The dynamic localization of Mob1 and its function in the regulation of the chromosomal passenger complex during mitosis and cytokinesis in mammalian cells

The science of cell biology had its simple but significant beginnings over 300 years ago and progress was slow. Over the last 40 years, advances in imaging biochemistry and genetics, have afforded a more detailed and dynamic picture of the internal environment of the cell has come to light, yet there is still so much to ascertain. Among these open questions is the manner by which a cell coordinates the division of genetic material (mitosis) with the division of the cytoplasm (cytokinesis). The proper temporal regulation of mitosis and cytokinesis is critical to ensure that each daughter cell receive the correct complement of chromosomes, otherwise ending in destabilizing chromosome segregation errors. In yeast, mitotic exit and cytokinesis are coordinated by a signaling cascade whose terminal components include the protein kinase Sid2/Dbf2 and a non-catalytic subunit, Mob1. There are five human Mob1 isoforms, all of which display redundant localization patterns at the centrosomes and kinetochores in early mitosis, and the spindle midzone during cytokinesis. Employing a combination of RNA interference-, imaging- and pharmacological approaches, we sought to determine how mammalian orthologs for the Mitotic Exit Network function to regulate the final events of cell division.
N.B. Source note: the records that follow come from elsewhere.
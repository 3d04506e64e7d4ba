//! Digest helpers used by addresses, checksums and signing

use ring::digest::{digest, SHA256, SHA512};
use ripemd::{Digest, Ripemd160};

use crate::constant::CHECKSUM_LENGTH;

pub fn sha256(data: &[u8]) -> [u8; 32] {
    let mut out = [0u8; 32];
    out.copy_from_slice(digest(&SHA256, data).as_ref());
    out
}

pub fn sha512(data: &[u8]) -> [u8; 64] {
    let mut out = [0u8; 64];
    out.copy_from_slice(digest(&SHA512, data).as_ref());
    out
}

/// First 32 bytes of SHA-512, the protocol's general 256-bit hash
pub fn sha512_half(data: &[u8]) -> [u8; 32] {
    let mut out = [0u8; 32];
    out.copy_from_slice(&digest(&SHA512, data).as_ref()[..32]);
    out
}

/// SHA512-half over several slices without concatenating them first
pub fn sha512_half_parts(parts: &[&[u8]]) -> [u8; 32] {
    let mut ctx = ring::digest::Context::new(&SHA512);
    for part in parts {
        ctx.update(part);
    }
    let mut out = [0u8; 32];
    out.copy_from_slice(&ctx.finish().as_ref()[..32]);
    out
}

pub fn ripemd160(data: &[u8]) -> [u8; 20] {
    let mut hasher = Ripemd160::new();
    hasher.update(data);
    let mut out = [0u8; 20];
    out.copy_from_slice(&hasher.finalize());
    out
}

/// RIPEMD160(SHA256(data))
pub fn hash160(data: &[u8]) -> [u8; 20] {
    ripemd160(&sha256(data))
}

/// Base58Check checksum: first four bytes of SHA256(SHA256(payload))
pub fn checksum(bytes: &[u8]) -> [u8; CHECKSUM_LENGTH] {
    let mut out = [0u8; CHECKSUM_LENGTH];
    out.copy_from_slice(&sha256(&sha256(bytes))[..CHECKSUM_LENGTH]);
    out
}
Mob1 shares similar localizations patterns with two key mitotic regulators that are required for mitotic progression and cytokinesis. Mob1's recruitment to the centrosomes required Polo-like kinase (Plk1) which functions in several capacities including the formation of the mitotic spindle. Mob1's recruitment to the kinetochores requires the Chromosomal Passenger Complex (CPC) which regulates chromosomal dynamics during mitosis and for completion of cytokinesis. Depletion of Mob1 revealed that Mob1 was not required for completion of mitosis or cytokinesis in human cells, but did disrupt the temporal and spatial localization of the CPC during mitosis. These results suggests Mob1 and the CPC are mutually dependent on each other for localization during mitosis, and that Mob1 may be playing a novel role in regulating mitotic progression through the CPC.